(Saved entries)
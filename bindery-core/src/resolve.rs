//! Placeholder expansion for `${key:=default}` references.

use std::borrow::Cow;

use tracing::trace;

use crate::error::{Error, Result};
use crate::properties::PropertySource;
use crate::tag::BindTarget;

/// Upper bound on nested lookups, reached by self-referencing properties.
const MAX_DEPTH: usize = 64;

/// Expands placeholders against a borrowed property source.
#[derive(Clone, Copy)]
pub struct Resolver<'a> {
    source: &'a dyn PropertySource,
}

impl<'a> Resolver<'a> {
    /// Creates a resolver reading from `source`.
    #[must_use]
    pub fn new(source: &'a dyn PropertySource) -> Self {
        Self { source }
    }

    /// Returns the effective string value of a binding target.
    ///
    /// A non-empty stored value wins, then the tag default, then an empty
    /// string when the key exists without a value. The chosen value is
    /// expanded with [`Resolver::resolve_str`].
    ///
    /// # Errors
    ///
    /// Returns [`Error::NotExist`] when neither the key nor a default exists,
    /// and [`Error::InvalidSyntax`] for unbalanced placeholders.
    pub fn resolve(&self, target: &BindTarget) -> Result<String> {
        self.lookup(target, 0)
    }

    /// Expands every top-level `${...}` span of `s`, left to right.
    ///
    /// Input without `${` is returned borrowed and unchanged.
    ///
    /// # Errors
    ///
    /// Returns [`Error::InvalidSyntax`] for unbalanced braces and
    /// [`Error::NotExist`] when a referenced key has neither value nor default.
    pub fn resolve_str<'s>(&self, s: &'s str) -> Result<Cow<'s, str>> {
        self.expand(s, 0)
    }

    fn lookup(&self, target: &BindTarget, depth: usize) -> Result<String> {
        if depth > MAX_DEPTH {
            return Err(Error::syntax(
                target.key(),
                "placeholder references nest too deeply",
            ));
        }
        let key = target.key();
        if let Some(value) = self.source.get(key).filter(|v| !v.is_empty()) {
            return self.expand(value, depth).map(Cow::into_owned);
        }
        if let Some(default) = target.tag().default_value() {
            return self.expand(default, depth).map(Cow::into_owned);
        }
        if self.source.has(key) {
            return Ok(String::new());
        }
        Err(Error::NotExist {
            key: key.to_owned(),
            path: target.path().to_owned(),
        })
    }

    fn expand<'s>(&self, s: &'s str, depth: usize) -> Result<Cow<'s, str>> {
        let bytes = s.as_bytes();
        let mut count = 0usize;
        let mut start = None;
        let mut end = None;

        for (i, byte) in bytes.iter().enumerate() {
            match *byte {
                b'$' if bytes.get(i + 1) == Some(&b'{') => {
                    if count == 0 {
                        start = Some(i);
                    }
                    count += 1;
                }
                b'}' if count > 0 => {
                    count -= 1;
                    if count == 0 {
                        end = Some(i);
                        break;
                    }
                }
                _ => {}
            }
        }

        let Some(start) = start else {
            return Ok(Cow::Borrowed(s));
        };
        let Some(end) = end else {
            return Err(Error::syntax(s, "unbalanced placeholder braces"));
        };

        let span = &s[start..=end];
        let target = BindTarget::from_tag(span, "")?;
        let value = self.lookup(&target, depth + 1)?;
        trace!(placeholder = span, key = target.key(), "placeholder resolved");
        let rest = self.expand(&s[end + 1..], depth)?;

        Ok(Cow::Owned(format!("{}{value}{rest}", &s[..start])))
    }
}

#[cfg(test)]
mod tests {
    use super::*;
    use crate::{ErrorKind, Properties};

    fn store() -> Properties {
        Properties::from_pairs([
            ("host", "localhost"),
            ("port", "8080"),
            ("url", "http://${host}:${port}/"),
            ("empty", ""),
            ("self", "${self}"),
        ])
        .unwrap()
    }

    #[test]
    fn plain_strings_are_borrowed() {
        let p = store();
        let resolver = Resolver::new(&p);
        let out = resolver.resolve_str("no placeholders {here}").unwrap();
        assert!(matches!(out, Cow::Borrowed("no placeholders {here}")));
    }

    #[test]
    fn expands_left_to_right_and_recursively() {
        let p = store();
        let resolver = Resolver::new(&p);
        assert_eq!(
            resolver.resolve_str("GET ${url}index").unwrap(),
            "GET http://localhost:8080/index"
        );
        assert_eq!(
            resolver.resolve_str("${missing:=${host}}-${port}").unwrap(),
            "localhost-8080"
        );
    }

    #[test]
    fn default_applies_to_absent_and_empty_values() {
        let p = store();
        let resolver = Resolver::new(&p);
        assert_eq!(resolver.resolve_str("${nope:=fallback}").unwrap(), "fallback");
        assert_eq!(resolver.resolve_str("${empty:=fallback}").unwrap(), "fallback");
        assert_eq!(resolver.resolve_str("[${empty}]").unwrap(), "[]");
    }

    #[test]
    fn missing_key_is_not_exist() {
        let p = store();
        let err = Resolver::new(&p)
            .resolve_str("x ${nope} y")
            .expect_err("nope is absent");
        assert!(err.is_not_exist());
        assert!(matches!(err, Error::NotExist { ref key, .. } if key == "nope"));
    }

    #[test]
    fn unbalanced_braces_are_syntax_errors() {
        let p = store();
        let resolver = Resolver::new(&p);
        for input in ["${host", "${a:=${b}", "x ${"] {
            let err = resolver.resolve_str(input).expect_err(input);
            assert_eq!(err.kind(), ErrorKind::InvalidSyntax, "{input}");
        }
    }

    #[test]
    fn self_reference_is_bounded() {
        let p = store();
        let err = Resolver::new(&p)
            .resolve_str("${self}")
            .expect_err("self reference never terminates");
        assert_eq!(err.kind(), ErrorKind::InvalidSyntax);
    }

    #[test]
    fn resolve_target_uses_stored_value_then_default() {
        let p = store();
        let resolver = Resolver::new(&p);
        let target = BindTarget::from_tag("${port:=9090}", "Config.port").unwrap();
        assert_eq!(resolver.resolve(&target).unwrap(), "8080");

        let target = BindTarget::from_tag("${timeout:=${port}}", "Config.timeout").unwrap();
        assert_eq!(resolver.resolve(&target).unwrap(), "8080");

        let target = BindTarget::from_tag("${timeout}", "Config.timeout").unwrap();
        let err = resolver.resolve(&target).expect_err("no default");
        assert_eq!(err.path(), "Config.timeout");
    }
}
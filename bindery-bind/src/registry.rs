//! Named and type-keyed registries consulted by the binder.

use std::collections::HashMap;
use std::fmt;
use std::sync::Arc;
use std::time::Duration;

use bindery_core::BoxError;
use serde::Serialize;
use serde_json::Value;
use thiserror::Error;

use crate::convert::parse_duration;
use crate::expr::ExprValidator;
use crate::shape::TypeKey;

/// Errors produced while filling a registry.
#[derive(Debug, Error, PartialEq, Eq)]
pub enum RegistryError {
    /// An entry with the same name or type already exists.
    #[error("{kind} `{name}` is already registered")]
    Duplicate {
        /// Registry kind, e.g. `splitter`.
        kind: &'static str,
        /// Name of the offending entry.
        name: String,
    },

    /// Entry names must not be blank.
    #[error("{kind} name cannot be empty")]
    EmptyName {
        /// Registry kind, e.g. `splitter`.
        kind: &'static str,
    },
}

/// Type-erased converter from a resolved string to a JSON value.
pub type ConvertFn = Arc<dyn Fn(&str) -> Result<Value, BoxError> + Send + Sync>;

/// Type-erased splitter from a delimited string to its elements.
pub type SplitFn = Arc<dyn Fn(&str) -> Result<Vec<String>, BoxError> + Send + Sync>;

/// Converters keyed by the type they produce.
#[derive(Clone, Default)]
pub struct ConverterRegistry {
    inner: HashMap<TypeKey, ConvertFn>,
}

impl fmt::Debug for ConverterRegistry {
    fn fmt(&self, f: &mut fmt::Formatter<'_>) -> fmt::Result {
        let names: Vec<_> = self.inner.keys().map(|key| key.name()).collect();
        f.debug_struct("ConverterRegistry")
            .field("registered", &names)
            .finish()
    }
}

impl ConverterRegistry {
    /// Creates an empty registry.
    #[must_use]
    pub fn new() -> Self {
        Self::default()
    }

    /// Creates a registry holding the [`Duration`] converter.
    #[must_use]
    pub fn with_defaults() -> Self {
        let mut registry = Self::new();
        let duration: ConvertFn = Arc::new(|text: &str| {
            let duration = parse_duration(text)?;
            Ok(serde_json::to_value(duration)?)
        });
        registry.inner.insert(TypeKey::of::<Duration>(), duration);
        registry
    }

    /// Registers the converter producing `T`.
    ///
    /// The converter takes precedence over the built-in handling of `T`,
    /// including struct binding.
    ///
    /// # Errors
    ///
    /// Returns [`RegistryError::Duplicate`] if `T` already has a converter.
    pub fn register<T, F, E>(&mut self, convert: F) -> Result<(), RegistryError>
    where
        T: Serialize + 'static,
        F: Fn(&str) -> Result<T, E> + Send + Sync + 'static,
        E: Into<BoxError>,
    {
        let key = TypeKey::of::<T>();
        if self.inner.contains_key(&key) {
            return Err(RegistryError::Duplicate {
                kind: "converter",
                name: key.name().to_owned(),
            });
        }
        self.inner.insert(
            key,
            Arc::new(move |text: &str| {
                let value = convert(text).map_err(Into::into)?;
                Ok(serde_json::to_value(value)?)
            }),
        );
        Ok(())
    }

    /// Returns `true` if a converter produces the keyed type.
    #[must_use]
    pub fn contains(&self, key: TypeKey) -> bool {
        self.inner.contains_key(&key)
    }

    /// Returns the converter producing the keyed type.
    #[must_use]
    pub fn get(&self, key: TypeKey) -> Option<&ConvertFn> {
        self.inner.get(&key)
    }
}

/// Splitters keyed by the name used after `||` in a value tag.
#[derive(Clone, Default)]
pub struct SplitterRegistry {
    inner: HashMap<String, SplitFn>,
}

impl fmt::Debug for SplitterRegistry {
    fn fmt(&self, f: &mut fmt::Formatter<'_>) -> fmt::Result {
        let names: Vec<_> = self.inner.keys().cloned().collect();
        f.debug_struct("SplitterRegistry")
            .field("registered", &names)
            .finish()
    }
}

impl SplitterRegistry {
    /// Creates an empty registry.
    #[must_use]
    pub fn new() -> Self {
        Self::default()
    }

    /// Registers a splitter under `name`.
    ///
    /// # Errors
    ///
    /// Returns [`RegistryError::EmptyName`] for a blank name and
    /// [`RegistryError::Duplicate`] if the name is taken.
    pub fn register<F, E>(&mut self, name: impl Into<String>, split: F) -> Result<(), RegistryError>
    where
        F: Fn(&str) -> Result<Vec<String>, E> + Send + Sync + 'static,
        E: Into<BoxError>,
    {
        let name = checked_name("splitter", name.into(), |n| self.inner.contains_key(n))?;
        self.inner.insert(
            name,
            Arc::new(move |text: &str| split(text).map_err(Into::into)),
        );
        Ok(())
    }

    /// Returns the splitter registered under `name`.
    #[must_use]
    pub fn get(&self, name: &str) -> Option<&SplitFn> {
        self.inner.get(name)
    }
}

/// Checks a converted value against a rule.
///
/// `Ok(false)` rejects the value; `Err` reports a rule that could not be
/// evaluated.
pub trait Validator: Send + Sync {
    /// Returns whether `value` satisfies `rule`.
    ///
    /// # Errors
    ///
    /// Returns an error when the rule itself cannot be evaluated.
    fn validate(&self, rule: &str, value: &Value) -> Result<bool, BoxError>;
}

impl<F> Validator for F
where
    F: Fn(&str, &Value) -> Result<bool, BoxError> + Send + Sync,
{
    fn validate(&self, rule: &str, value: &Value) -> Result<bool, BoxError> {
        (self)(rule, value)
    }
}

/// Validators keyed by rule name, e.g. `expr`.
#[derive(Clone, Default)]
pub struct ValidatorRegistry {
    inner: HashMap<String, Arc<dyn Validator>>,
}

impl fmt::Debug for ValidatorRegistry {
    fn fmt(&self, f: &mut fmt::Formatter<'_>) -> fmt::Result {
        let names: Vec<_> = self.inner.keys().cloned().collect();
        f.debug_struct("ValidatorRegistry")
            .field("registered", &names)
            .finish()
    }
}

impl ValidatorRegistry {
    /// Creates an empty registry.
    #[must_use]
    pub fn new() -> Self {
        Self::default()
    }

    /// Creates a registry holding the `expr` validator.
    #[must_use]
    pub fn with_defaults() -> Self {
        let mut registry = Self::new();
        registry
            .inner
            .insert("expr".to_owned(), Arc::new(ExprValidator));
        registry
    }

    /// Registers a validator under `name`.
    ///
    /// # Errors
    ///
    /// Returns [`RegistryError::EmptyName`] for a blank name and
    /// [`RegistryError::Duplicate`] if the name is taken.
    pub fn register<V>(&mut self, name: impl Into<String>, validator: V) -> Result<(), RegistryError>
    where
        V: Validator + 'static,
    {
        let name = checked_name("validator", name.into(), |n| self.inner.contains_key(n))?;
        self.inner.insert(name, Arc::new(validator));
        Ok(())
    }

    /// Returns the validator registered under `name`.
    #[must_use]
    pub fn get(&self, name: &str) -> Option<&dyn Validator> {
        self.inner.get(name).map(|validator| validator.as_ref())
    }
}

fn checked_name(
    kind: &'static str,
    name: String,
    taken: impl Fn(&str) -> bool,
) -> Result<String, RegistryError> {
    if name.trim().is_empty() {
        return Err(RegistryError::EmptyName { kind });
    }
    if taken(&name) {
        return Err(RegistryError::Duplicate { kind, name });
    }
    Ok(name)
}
--
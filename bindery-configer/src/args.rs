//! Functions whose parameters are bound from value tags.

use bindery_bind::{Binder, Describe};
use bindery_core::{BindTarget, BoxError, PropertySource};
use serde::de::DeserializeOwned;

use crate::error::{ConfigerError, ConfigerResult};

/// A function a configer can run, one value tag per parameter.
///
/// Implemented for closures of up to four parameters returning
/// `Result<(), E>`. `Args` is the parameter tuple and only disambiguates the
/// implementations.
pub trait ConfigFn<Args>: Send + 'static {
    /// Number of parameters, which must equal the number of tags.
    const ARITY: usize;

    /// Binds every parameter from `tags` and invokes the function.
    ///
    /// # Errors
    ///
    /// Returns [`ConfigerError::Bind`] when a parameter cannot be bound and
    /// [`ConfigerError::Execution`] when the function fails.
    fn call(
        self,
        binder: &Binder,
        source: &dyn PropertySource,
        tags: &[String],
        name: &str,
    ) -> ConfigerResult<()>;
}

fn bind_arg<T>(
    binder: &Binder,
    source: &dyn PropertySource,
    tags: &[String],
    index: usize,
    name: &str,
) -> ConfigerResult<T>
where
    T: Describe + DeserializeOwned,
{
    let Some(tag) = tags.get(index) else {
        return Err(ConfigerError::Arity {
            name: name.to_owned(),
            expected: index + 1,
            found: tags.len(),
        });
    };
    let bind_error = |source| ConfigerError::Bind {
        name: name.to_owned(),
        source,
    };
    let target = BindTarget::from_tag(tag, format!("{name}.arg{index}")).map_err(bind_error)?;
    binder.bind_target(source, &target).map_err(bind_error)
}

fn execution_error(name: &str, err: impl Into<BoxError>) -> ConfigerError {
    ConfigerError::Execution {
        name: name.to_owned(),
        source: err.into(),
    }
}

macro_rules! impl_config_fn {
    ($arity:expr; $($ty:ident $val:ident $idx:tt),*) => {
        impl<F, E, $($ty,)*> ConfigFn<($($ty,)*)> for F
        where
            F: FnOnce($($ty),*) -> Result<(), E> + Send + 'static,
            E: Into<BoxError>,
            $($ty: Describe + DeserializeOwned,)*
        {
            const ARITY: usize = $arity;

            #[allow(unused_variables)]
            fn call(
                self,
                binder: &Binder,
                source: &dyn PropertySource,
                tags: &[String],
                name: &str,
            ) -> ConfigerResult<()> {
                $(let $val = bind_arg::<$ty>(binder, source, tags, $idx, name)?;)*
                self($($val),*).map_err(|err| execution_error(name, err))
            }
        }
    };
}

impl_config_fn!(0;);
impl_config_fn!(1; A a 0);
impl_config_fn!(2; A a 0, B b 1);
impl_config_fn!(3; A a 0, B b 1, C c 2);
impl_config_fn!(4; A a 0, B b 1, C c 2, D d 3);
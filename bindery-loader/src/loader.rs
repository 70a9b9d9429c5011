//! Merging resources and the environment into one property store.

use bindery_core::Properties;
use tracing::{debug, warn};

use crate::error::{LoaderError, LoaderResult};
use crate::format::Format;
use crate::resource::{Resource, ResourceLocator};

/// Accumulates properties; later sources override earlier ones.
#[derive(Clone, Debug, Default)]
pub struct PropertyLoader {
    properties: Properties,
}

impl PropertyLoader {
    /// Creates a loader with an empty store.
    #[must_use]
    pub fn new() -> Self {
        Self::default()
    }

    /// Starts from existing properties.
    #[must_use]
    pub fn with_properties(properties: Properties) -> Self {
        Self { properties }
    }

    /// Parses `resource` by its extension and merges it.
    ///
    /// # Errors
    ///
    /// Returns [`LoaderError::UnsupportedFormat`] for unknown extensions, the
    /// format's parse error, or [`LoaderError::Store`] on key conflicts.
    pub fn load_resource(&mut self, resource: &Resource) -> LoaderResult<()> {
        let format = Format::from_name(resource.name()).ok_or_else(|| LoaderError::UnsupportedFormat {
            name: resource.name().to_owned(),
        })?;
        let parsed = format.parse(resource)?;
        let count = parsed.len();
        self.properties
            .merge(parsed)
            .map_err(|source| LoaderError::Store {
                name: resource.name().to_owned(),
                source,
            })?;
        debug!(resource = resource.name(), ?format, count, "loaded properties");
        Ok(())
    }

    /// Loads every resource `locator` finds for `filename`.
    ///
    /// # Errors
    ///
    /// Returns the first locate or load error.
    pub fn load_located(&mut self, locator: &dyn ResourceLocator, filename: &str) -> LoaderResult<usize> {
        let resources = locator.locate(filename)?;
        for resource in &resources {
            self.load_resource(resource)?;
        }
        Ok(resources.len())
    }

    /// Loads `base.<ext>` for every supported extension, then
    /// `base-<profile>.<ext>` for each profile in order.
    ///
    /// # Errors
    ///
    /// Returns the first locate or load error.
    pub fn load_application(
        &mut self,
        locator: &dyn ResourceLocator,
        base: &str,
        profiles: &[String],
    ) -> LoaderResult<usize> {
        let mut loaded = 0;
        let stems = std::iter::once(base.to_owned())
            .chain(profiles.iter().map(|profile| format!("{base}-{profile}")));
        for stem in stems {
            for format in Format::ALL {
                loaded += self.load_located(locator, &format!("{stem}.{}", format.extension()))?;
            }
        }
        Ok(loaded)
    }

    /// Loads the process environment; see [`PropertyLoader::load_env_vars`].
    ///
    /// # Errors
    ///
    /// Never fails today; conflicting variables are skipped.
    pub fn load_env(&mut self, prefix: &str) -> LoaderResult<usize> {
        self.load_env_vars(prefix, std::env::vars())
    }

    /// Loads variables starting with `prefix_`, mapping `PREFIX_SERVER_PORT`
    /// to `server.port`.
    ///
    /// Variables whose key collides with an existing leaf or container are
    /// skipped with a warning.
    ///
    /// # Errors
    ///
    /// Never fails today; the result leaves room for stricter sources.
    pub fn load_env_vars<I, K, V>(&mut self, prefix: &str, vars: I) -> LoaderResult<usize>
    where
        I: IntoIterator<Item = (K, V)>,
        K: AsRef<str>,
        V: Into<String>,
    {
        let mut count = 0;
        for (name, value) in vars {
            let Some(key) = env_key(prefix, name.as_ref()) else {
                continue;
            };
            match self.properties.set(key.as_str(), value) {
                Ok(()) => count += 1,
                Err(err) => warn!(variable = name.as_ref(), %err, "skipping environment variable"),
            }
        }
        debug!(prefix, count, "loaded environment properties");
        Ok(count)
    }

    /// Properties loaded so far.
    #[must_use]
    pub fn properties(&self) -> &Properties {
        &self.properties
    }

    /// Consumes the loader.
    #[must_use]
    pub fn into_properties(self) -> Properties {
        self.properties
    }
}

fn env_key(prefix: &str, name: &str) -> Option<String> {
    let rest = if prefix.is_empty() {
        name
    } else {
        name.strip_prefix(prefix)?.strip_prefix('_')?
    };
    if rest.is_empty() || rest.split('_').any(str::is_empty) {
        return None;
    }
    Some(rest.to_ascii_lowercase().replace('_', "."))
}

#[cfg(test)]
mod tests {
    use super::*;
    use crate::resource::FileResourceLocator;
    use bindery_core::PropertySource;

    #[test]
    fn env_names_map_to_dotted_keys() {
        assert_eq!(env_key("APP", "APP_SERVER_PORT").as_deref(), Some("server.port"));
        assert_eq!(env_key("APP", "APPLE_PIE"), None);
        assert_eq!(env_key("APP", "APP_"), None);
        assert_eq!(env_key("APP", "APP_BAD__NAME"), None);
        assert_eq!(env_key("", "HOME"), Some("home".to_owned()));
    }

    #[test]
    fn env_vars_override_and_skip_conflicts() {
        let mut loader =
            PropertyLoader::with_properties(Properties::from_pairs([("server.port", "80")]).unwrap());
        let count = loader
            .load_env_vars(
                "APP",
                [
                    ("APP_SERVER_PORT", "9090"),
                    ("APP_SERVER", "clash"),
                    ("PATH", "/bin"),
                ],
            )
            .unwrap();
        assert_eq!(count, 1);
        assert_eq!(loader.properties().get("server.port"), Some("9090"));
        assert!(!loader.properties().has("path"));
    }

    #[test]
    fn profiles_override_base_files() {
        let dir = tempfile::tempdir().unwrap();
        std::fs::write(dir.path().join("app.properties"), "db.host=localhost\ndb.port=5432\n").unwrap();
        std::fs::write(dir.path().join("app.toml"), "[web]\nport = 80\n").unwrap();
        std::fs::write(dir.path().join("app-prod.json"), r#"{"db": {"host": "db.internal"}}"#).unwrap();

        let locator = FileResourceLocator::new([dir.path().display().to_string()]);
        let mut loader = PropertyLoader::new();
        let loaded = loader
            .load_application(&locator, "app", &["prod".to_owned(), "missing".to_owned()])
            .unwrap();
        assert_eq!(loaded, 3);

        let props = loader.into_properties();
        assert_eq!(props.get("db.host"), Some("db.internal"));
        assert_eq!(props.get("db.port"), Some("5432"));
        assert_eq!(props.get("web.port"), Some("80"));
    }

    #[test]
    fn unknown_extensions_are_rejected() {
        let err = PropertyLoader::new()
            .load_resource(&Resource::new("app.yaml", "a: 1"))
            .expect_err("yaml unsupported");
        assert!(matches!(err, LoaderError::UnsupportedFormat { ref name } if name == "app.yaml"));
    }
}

■ What you need to do
Given the records above, reproduce precisely and only the lines between the line holding "filename bindery-core/src/resolve.rs" and the line holding "pub struct Resolver<'a>", inclusive.

■ Answer to this exercise
filename bindery-core/src/resolve.rs
//! Placeholder expansion for `${key:=default}` references.

use std::borrow::Cow;

use tracing::trace;

use crate::error::{Error, Result};
use crate::properties::PropertySource;
use crate::tag::BindTarget;

/// Upper bound on nested lookups, reached by self-referencing properties.
const MAX_DEPTH: usize = 64;

/// Expands placeholders against a borrowed property source.
#[derive(Clone, Copy)]
pub struct Resolver<'a> {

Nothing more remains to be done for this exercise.